Может быть, где-то в иных вселенных отражаюсь я, и там живет Хандриков, подобный мне.
Каждая вселенная заключает в себе Хандрикова… А во времени уже не раз повторялся этот Хандриков”».[834]
Мотив кружения, повторения звучит и в «Защите Лужина»,[835]
хотя не так наглядно и назойливо, как в «Возврате». В заключительной части набоковского романа роль повторов возрастает, они принимают в сознании героя все более угрожающий характер: «…намечалось в его теперешней жизни последовательное повторение известной ему схемы»; «Смутно любуясь и смутно ужасаясь, он прослеживал, как страшно, как изощренно, как гибко повторялись за это время, ход за ходом, образы его детства ‹…›, но еще не совсем понимал, чем это комбинационное повторение так для его души ужасно»; «И мысль, что повторение будет, вероятно, продолжаться, была так страшна, что ему хотелось остановить часы жизни, прервать вообще игру ‹…›» (С. 437–438).

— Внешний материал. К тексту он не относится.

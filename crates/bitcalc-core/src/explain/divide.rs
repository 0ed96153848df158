use bitcalc_model::{BitWidth, CalculationTrace, Operation, StepExplanation, StepKind};

use super::{operands_step, overflow_note};
use crate::encoder::to_binary;

const RESTORING_DIVISION: &str = "Restoring division works through the dividend one bit at a \
     time, from the most-significant bit down. 1) Shift the partial remainder left by one bit \
     and bring down the next dividend bit. 2) Subtract the divisor from the partial remainder. \
     3) If the result is negative, restore the previous remainder by adding the divisor back \
     and write 0 into the quotient; otherwise keep the result and write 1. 4) Repeat until \
     every dividend bit has been brought down; what is left is the remainder.";

/// Explains `a / b`. The quotient rounds toward negative infinity and the
/// remainder is the truncating `a % b`, so it takes the sign of the dividend.
/// When the operands have different signs and do not divide evenly,
/// `q * b + r` is then one divisor away from `a`.
pub(super) fn explain(a: i64, b: i64, width: BitWidth) -> CalculationTrace {
    let setup = operands_step(a, b, width);

    if b == 0 {
        let zero_bits = to_binary(0, width);
        return CalculationTrace {
            operation: Operation::Divide,
            width,
            operand_a: a,
            operand_b: b,
            result: 0,
            remainder: None,
            binary_result: zero_bits,
            overflow: false,
            steps: vec![
                setup,
                StepExplanation::new(
                    StepKind::DivisionByZero,
                    "Division by zero",
                    "Division by zero! The divisor is 0, so no quotient exists.",
                )
                .with_result("undefined (reported as 0)"),
            ],
            bit_level: None,
        };
    }

    let (quotient, remainder) = quotient_and_remainder(i128::from(a), i128::from(b));
    let check = if quotient * i128::from(b) + remainder == i128::from(a) {
        format!("Check: {quotient} × {b} + {remainder} = {a}.")
    } else {
        format!(
            "The quotient is rounded down while {a} % {b} = {remainder} keeps the sign of \
             the dividend, so {quotient} × {b} + {remainder} differs from {a} by {b}."
        )
    };
    let quotient_bits = to_binary(quotient, width);
    let remainder_bits = to_binary(remainder, width);

    let steps = vec![
        setup,
        StepExplanation::new(StepKind::Method, "Restoring division", RESTORING_DIVISION),
        StepExplanation::new(
            StepKind::Result,
            "Quotient and remainder",
            format!(
                "{a} ÷ {b} = {quotient} remainder {remainder}. {check} {}",
                overflow_note(quotient, width)
            ),
        )
        .with_binary(format!(
            "quotient  = {quotient_bits}  ({quotient})\nremainder = {remainder_bits}  ({remainder})"
        ))
        .with_result(format!(
            "quotient {quotient} (binary {quotient_bits}), remainder {remainder} (binary {remainder_bits})"
        )),
    ];

    CalculationTrace {
        operation: Operation::Divide,
        width,
        operand_a: a,
        operand_b: b,
        result: quotient,
        remainder: Some(remainder),
        binary_result: quotient_bits,
        overflow: !width.fits(quotient),
        steps,
        bit_level: None,
    }
}

/// Floored quotient and truncating remainder. `b` must be non-zero.
fn quotient_and_remainder(a: i128, b: i128) -> (i128, i128) {
    let quotient = a / b;
    let remainder = a % b;
    if remainder != 0 && ((remainder < 0) != (b < 0)) {
        (quotient - 1, remainder)
    } else {
        (quotient, remainder)
    }
}

#[cfg(test)]
mod tests {
    use super::*;

    #[test]
    fn test_quotient_and_remainder() {
        assert_eq!(quotient_and_remainder(17, 5), (3, 2));
        assert_eq!(quotient_and_remainder(-7, 2), (-4, -1));
        assert_eq!(quotient_and_remainder(7, -2), (-4, 1));
        assert_eq!(quotient_and_remainder(-7, -2), (3, -1));
        assert_eq!(quotient_and_remainder(-8, 2), (-4, 0));
    }

    #[test]
    fn test_divide_negative_operands() {
        let trace = explain(-7, 2, BitWidth::W8);
        assert_eq!(trace.result, -4);
        assert_eq!(trace.remainder, Some(-1));
        let summary = &trace.final_step().unwrap().description;
        assert!(summary.starts_with("-7 ÷ 2 = -4 remainder -1."));
        assert!(summary.contains("differs from -7 by 2"));

        let trace = explain(7, -2, BitWidth::W8);
        assert_eq!(trace.result, -4);
        assert_eq!(trace.remainder, Some(1));

        let trace = explain(-8, 2, BitWidth::W8);
        assert_eq!(trace.remainder, Some(0));
        assert!(trace.final_step().unwrap().description.contains("Check: -4 × 2 + 0 = -8."));
    }

    #[test]
    fn test_divide_quotient_and_remainder() {
        let trace = explain(17, 5, BitWidth::W8);
        assert_eq!(trace.result, 3);
        assert_eq!(trace.remainder, Some(2));
        assert_eq!(
            trace.final_step().unwrap().binary.as_deref(),
            Some("quotient  = 00000011  (3)\nremainder = 00000010  (2)")
        );
    }

    #[test]
    fn test_divide_by_zero_is_terminal() {
        let trace = explain(10, 0, BitWidth::W8);
        assert_eq!(trace.result, 0);
        assert_eq!(trace.steps.len(), 2);
        assert!(trace.is_division_by_zero());
        assert!(trace.final_step().unwrap().description.starts_with("Division by zero!"));
    }

    #[test]
    fn test_divide_extreme_operands_do_not_overflow() {
        let trace = explain(i64::MIN, -1, BitWidth::W32);
        assert_eq!(trace.result, -i128::from(i64::MIN));
        assert_eq!(trace.remainder, Some(0));
        assert!(trace.overflow);
    }
}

Услышанный в момент наступления душевной болезни голос «Домой, домой» Лужин воспринимает как призыв возвратиться из «шахматных зарослей» (С. 390) в мир своего детства; позже, охваченный страхом перед бытием, разворачивающимся в игру бесконечных повторений, он открывает для себя спасительный выход – бегство из темницы времени. Как и для героя «Возврата», время – враг Лужина; для обоих самоубийство – попытка преодолеть время, возвратиться к вневременному состоянию, перейти в иное измерение бытия: «перейти за черту», «стать за границей» – навязчивые мысли Хандрикова.[836]